EmbarrassedAllOver · 18/02/2022 08:57

*Do.

YANBU, he ruined what could have been a great night.

Chestofdraws · 18/02/2022 08:58

I don’t really understand why you couldn’t order the food you wished to eat. Is there a cultural element where you need to only eat the same amount as your husband and not allowed to eat more? I can’t really understand it to be honest.

DetailMouse · 18/02/2022 09:01

Actually if this is really out of character and he's in a foul mood after a great day with old friends, I might be wondering who exactly was there....

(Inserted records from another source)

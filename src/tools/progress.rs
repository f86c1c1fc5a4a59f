use indicatif::{ProgressBar, ProgressStyle};

/// 已知總量的進度條
#[must_use]
pub fn progress_bar(len: u64) -> ProgressBar {
    let progress_bar = ProgressBar::new(len);
    progress_bar.set_style(
        ProgressStyle::default_bar()
            .template("{spinner:.green} [{elapsed_precise}] [{bar:40.cyan/blue}] {pos}/{len} ({eta}) {msg}")
            .expect("Invalid progress bar template")
            .progress_chars("#>-"),
    );
    progress_bar
}

/// 總量未知時使用（例如逐格偵測）
#[must_use]
pub fn spinner(message: impl Into<String>) -> ProgressBar {
    let spinner = ProgressBar::new_spinner();
    spinner.set_style(
        ProgressStyle::default_spinner()
            .template("{spinner:.green} [{elapsed_precise}] {prefix} {msg}")
            .expect("Invalid spinner template"),
    );
    spinner.set_prefix(message.into());
    spinner.enable_steady_tick(std::time::Duration::from_millis(120));
    spinner
}
use serde::Serialize;

/// 每個區段一列的暫停時間（相對於區段開頭的秒數）
#[derive(Debug, Clone, Default, PartialEq, Serialize)]
#[serde(transparent)]
pub struct StopTimeTable {
    rows: Vec<Vec<f64>>,
}

impl StopTimeTable {
    #[must_use]
    pub const fn new(rows: Vec<Vec<f64>>) -> Self {
        Self { rows }
    }

    /// `segment_count` 列空白（沒有設定暫停標誌時）
    #[must_use]
    pub fn empty(segment_count: usize) -> Self {
        Self {
            rows: vec![Vec::new(); segment_count],
        }
    }

    #[must_use]
    pub fn rows(&self) -> &[Vec<f64>] {
        &self.rows
    }

    #[must_use]
    pub fn len(&self) -> usize {
        self.rows.len()
    }

    #[must_use]
    pub fn is_empty(&self) -> bool {
        self.rows.is_empty()
    }

    /// 嵌入播放頁面腳本用的 JSON 陣列
    pub fn to_json(&self) -> serde_json::Result<String> {
        serde_json::to_string(self)
    }
}

#[cfg(test)]
mod tests {
    use super::*;

    #[test]
    fn test_to_json() {
        let table = StopTimeTable::new(vec![vec![3.53, 7.0], vec![], vec![12.25]]);
        assert_eq!(table.to_json().unwrap(), "[[3.53,7.0],[],[12.25]]");
        assert_eq!(table.len(), 3);
    }

    #[test]
    fn test_empty_rows() {
        let table = StopTimeTable::empty(2);
        assert_eq!(table.to_json().unwrap(), "[[],[]]");
        assert!(!table.is_empty());
    }
}
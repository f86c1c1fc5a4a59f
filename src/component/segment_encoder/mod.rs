//! 區段編碼
//!
//! 使用 ffmpeg 將每個區段重新編碼為 H.264/AAC

mod ffmpeg_command;
mod main;
mod transcoder;

pub use ffmpeg_command::{
    SEGMENT_FILE_EXTENSION, SEGMENT_FILE_PREFIX, SegmentCommand, segment_file_name,
};
pub use main::SegmentEncoder;
pub use transcoder::{
    EncodeProgress, FfmpegTranscoder, ProgressStream, Transcoder, parse_progress_time,
};
use anyhow::{Result, bail};
use std::path::{Path, PathBuf};

pub fn validate_file_exists(path: &Path) -> Result<()> {
    if !path.exists() {
        bail!("檔案不存在: {}", path.display());
    }
    if !path.is_file() {
        bail!("路徑不是檔案: {}", path.display());
    }
    Ok(())
}

pub fn ensure_directory_exists(path: &Path) -> Result<()> {
    if !path.exists() {
        std::fs::create_dir_all(path)?;
    }
    Ok(())
}

/// 依序在多個資料夾中尋找檔案，絕對路徑或現存的相對路徑直接採用
#[must_use]
pub fn find_in_dirs(file: &Path, dirs: &[PathBuf]) -> Option<PathBuf> {
    if file.is_absolute() || file.exists() {
        return file.exists().then(|| file.to_path_buf());
    }
    dirs.iter().map(|dir| dir.join(file)).find(|p| p.is_file())
}
use super::line_splitter::CrLfLines;
use std::collections::VecDeque;
use std::io::Read;
use std::thread::{self, JoinHandle};

/// 保留的錯誤輸出行數
pub const STDERR_TAIL_LINES: usize = 20;

/// 固定長度的最後 N 行緩衝
#[derive(Debug, Default)]
pub struct LineTail {
    lines: VecDeque<String>,
    capacity: usize,
}

impl LineTail {
    #[must_use]
    pub fn new(capacity: usize) -> Self {
        Self {
            lines: VecDeque::with_capacity(capacity),
            capacity,
        }
    }

    pub fn push(&mut self, line: String) {
        if self.capacity == 0 {
            return;
        }
        if self.lines.len() == self.capacity {
            self.lines.pop_front();
        }
        self.lines.push_back(line);
    }

    #[must_use]
    pub fn joined(&self) -> String {
        self.lines.iter().map(String::as_str).collect::<Vec<_>>().join("\n")
    }
}

/// 在背景執行緒持續排空子程序的 stderr
///
/// 不讀取的話子程序寫滿管線就會卡住；只保留最後幾行供錯誤訊息使用。
pub fn spawn_stderr_collector<R: Read + Send + 'static>(stderr: R) -> JoinHandle<String> {
    thread::spawn(move || {
        let mut tail = LineTail::new(STDERR_TAIL_LINES);
        for line in CrLfLines::new(stderr).map_while(Result::ok) {
            tail.push(line);
        }
        tail.joined()
    })
}
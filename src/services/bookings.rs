use chrono::{DateTime, Utc};
use std::sync::Arc;

use crate::domain::{Booking, NewBooking, Role};
use crate::error::{AppError, ValidationError};
use crate::store::{BookingStore, CredentialStore};
use crate::validators::{is_valid_book_title, is_valid_email};

/// Unvalidated booking input
#[derive(Debug, Clone, Default)]
pub struct BookingRequest {
    pub book_title: Option<String>,
    pub borrower_email: Option<String>,
    pub borrower_role: Option<Role>,
    pub due_at: Option<DateTime<Utc>>,
}

#[derive(Clone)]
pub struct BookingService {
    accounts: Arc<dyn CredentialStore>,
    bookings: Arc<dyn BookingStore>,
}

impl BookingService {
    pub fn new(accounts: Arc<dyn CredentialStore>, bookings: Arc<dyn BookingStore>) -> Self {
        Self { accounts, bookings }
    }

    /// Record a book lent to an existing student or teacher
    pub async fn create(&self, request: BookingRequest) -> Result<Booking, AppError> {
        let book_title = is_valid_book_title(request.book_title.as_deref().unwrap_or_default())?;
        let borrower_email =
            is_valid_email(request.borrower_email.as_deref().unwrap_or_default())?;
        let borrower_role = match request.borrower_role {
            Some(role @ (Role::Student | Role::Teacher)) => role,
            Some(Role::Admin) => {
                return Err(ValidationError::InvalidFormat("borrowerRole".to_string()).into())
            }
            None => return Err(ValidationError::EmptyField("borrowerRole".to_string()).into()),
        };

        if let Some(due_at) = request.due_at {
            if due_at <= Utc::now() {
                return Err(ValidationError::InvalidFormat("dueAt".to_string()).into());
            }
        }

        let borrower = self
            .accounts
            .find_by_email(&borrower_email)
            .await?
            .filter(|a| a.role == borrower_role)
            .ok_or_else(|| AppError::not_found(format!("{} '{}'", borrower_role, borrower_email)))?;

        let booking = self
            .bookings
            .create(NewBooking {
                book_title,
                borrower_email: borrower.email,
                borrower_role,
                due_at: request.due_at,
            })
            .await?;

        tracing::info!(
            booking_id = %booking.id,
            borrower_id = %borrower.id,
            "Booking created"
        );
        Ok(booking)
    }

    pub async fn list_all(&self) -> Result<Vec<Booking>, AppError> {
        self.bookings.list_all().await
    }

    pub async fn list_for_borrower(
        &self,
        role: Role,
        email: &str,
    ) -> Result<Vec<Booking>, AppError> {
        let email = is_valid_email(email)?;
        self.bookings.list_for_borrower(role, &email).await
    }
}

Wedonttalkabout · 18/02/2022 09:02

Why didn't you know about the funeral?

ShallWeTalkAboutBruno · 18/02/2022 09:02

Yeah I completely get why you’re fed up OP. We have 3 young kids who have been ill all winter, no babysitters and are constantly knackered so an evening out would be a rare treat to be savoured!
Arrange to go out with your friends next time.

TheMadGardener · 18/02/2022 09:05

Yanbu to be cross with him for the huffing and eye rolling. Have you made it clear to him that you feel he spoiled your meal with his behaviour and that he should have told you about the funeral? Or are you just fuming in silence?

But yabu for going home starving. Even if he didn't want much, you should have ordered yourself enough food and told him to shut up with the huffing so you could eat in peace.

In future, leave him with the kids and go out for a nice meal with a friend.

ShallWeTalkAboutBruno · 18/02/2022 09:05

@Chestofdraws

I don’t really understand why you couldn’t order the food you wished to eat. Is there a cultural element where you need to only eat the same amount as your husband and not allowed to eat more? I can’t really understand it to be honest.
If someone is making pointed comments about how they couldn’t possibly eat something as big as the thing you want while they’re ordering a salad, it does tend to affect your enjoyment of the food.
Hankunamatata · 18/02/2022 09:07

Better communication is needed. Didn't you both talk about the fact he needed to be up early and likelihood of him being knackered?
You put lot of expectations on one evening. What would you have said of he wanted to cancel?

Hankunamatata · 18/02/2022 09:08

Slightly puzzled why you just didn't odnt order the food you wanted.

ShallWeTalkAboutBruno · 18/02/2022 09:08

@Hankunamatata

Better communication is needed. Didn't you both talk about the fact he needed to be up early and likelihood of him being knackered? You put lot of expectations on one evening. What would you have said of he wanted to cancel?
The thing is, when you’ve got young children and babysitters are scarce (we get one evening out a year usually) then it does tend to put a lot of expectation on to one evening.
MsTSwift · 18/02/2022 09:08

You need to get your mojo back and find some local friends!